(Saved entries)
####################
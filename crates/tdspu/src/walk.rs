//! Candidate file enumeration.

use std::fs;
use std::io::{BufRead, BufReader, Read};
use std::path::{Path, PathBuf};

use crate::error::{Error, Result};

/// Source of candidate file paths.
///
/// Each call to `files` starts over, so an enumerator may be walked more than
/// once. Callers assume no ordering.
pub trait FileEnumerator: Send + Sync {
    fn files(&self, root: &Path) -> Box<dyn Iterator<Item = Result<PathBuf>> + '_>;
}

/// Recursive directory walk. Symlinks are followed, hidden entries skipped.
#[derive(Debug, Default, Clone)]
pub struct WalkDirEnumerator {
    pub follow_links: bool,
}

impl WalkDirEnumerator {
    #[must_use]
    pub fn new() -> Self {
        Self { follow_links: true }
    }

    fn is_hidden(entry: &walkdir::DirEntry) -> bool {
        entry.depth() > 0
            && entry
                .file_name()
                .to_str()
                .map(|s| s.starts_with('.'))
                .unwrap_or(false)
    }
}

impl FileEnumerator for WalkDirEnumerator {
    fn files(&self, root: &Path) -> Box<dyn Iterator<Item = Result<PathBuf>> + '_> {
        let walk = walkdir::WalkDir::new(root)
            .follow_links(self.follow_links)
            .into_iter()
            .filter_entry(|e| !Self::is_hidden(e))
            .filter_map(|entry| match entry {
                Ok(entry) if entry.file_type().is_file() => Some(Ok(entry.into_path())),
                Ok(_) => None,
                Err(e) => Some(Err(Error::Io(e.into()))),
            });
        Box::new(walk)
    }
}

/// A fixed list of paths, e.g. read from stdin.
///
/// Relative entries are resolved against the root handed to `files`.
#[derive(Debug, Default, Clone)]
pub struct ListEnumerator {
    paths: Vec<PathBuf>,
}

impl ListEnumerator {
    #[must_use]
    pub fn new(paths: Vec<PathBuf>) -> Self {
        Self { paths }
    }

    /// One path per line; blank lines are ignored.
    pub fn from_reader<R: Read>(reader: R) -> Result<Self> {
        let mut paths = Vec::new();
        for line in BufReader::new(reader).lines() {
            let line = line?;
            let trimmed = line.trim();
            if !trimmed.is_empty() {
                paths.push(PathBuf::from(trimmed));
            }
        }
        Ok(Self { paths })
    }

    pub fn from_file(path: &Path) -> Result<Self> {
        Self::from_reader(fs::File::open(path)?)
    }
}

impl FileEnumerator for ListEnumerator {
    fn files(&self, root: &Path) -> Box<dyn Iterator<Item = Result<PathBuf>> + '_> {
        let root = root.to_path_buf();
        Box::new(self.paths.iter().map(move |p| {
            if p.is_absolute() {
                Ok(p.clone())
            } else {
                Ok(root.join(p))
            }
        }))
    }
}

#[cfg(test)]
mod tests {
    use super::*;

    #[test]
    fn test_walkdir_enumerator_skips_hidden() -> Result<()> {
        let tmp = tempfile::tempdir()?;
        fs::create_dir_all(tmp.path().join("a/b"))?;
        fs::create_dir_all(tmp.path().join(".snapshot"))?;
        fs::write(tmp.path().join("a/b/x.nc"), b"x")?;
        fs::write(tmp.path().join("a/y.nc"), b"y")?;
        fs::write(tmp.path().join(".snapshot/z.nc"), b"z")?;
        fs::write(tmp.path().join("a/.hidden.nc"), b"h")?;

        let mut found: Vec<PathBuf> = WalkDirEnumerator::new()
            .files(tmp.path())
            .collect::<Result<_>>()?;
        found.sort();

        assert_eq!(
            found,
            vec![tmp.path().join("a/b/x.nc"), tmp.path().join("a/y.nc")]
        );
        Ok(())
    }

    #[test]
    fn test_list_enumerator_is_restartable() -> Result<()> {
        let list = ListEnumerator::from_reader("rel/a.nc\n\n/abs/b.nc\n".as_bytes())?;
        let root = Path::new("/root");
        let first: Vec<PathBuf> = list.files(root).collect::<Result<_>>()?;
        let second: Vec<PathBuf> = list.files(root).collect::<Result<_>>()?;

        assert_eq!(first, vec![PathBuf::from("/root/rel/a.nc"), PathBuf::from("/abs/b.nc")]);
        assert_eq!(first, second);
        Ok(())
    }
}
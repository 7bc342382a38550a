//! Test doubles shared by unit and integration tests.

use std::collections::HashMap;
use std::path::{Path, PathBuf};
use std::sync::Mutex;

use crate::reader::{ArrayReader, ReadError, TIME, TimeCoordinate};

/// An [`ArrayReader`] answering from a table instead of real files.
///
/// Paths that were never registered are unreadable. Every call is counted
/// so tests can check that fixed-field files are never opened.
#[derive(Debug, Default)]
pub struct MemoryReader {
    entries: HashMap<PathBuf, Result<Option<TimeCoordinate>, ReadError>>,
    opened: Mutex<Vec<PathBuf>>,
}

impl MemoryReader {
    #[must_use]
    pub fn new() -> Self {
        Self::default()
    }

    /// Register a file whose time axis starts at `first` with step `step`.
    pub fn with_time<P: Into<PathBuf>>(
        mut self,
        path: P,
        units: &str,
        length: usize,
        first: f64,
        step: f64,
    ) -> Self {
        let second = (length > 1).then_some(first + step);
        _ = self.entries.insert(
            path.into(),
            Ok(Some(TimeCoordinate {
                units: units.to_string(),
                length,
                first,
                second,
            })),
        );
        self
    }

    /// Register a file without a time variable.
    pub fn without_time<P: Into<PathBuf>>(mut self, path: P) -> Self {
        _ = self.entries.insert(path.into(), Ok(None));
        self
    }

    /// Register a file whose read fails.
    pub fn failing<P: Into<PathBuf>>(mut self, path: P, error: ReadError) -> Self {
        _ = self.entries.insert(path.into(), Err(error));
        self
    }

    /// Paths handed to the reader so far, in call order.
    pub fn opened(&self) -> Vec<PathBuf> {
        self.opened
            .lock()
            .map(|guard| guard.clone())
            .unwrap_or_default()
    }

    fn lookup(&self, path: &Path) -> Result<Option<TimeCoordinate>, ReadError> {
        if let Ok(mut opened) = self.opened.lock() {
            opened.push(path.to_path_buf());
        }
        self.entries
            .get(path)
            .cloned()
            .unwrap_or_else(|| Err(ReadError::FileUnreadable(path.display().to_string())))
    }
}

impl ArrayReader for MemoryReader {
    fn dimension_size(&self, path: &Path, dimension: &str) -> Result<usize, ReadError> {
        match self.lookup(path)? {
            Some(tc) if dimension == TIME => Ok(tc.length),
            _ => Err(ReadError::DimensionMissing(dimension.to_string())),
        }
    }

    fn time_coordinate(&self, path: &Path) -> Result<Option<TimeCoordinate>, ReadError> {
        self.lookup(path)
    }
}
use std::sync::Arc;

use axum::{extract::State, Json};
use uuid::Uuid;

use crate::{
    error::Result,
    models::employee::{Company, CreateCompanyRequest},
    store::Store,
};

pub async fn list(State(store): State<Arc<dyn Store>>) -> Result<Json<Vec<Company>>> {
    Ok(Json(store.list_companies().await?))
}

pub async fn create(
    State(store): State<Arc<dyn Store>>,
    Json(req): Json<CreateCompanyRequest>,
) -> Result<Json<Company>> {
    use validator::Validate;
    req.validate()?;

    let company = Company {
        id: Uuid::new_v4(),
        name: req.name,
        tax_id: req.tax_id,
    };
    store.upsert_company(&company).await?;

    Ok(Json(company))
}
####################
Search the entries for the word "second". Copy each line where it appears.

        let second: Vec<PathBuf> = list.files(root).collect::<Result<_>>()?;
        assert_eq!(first, second);
        let second = (length > 1).then_some(first + step);
                second,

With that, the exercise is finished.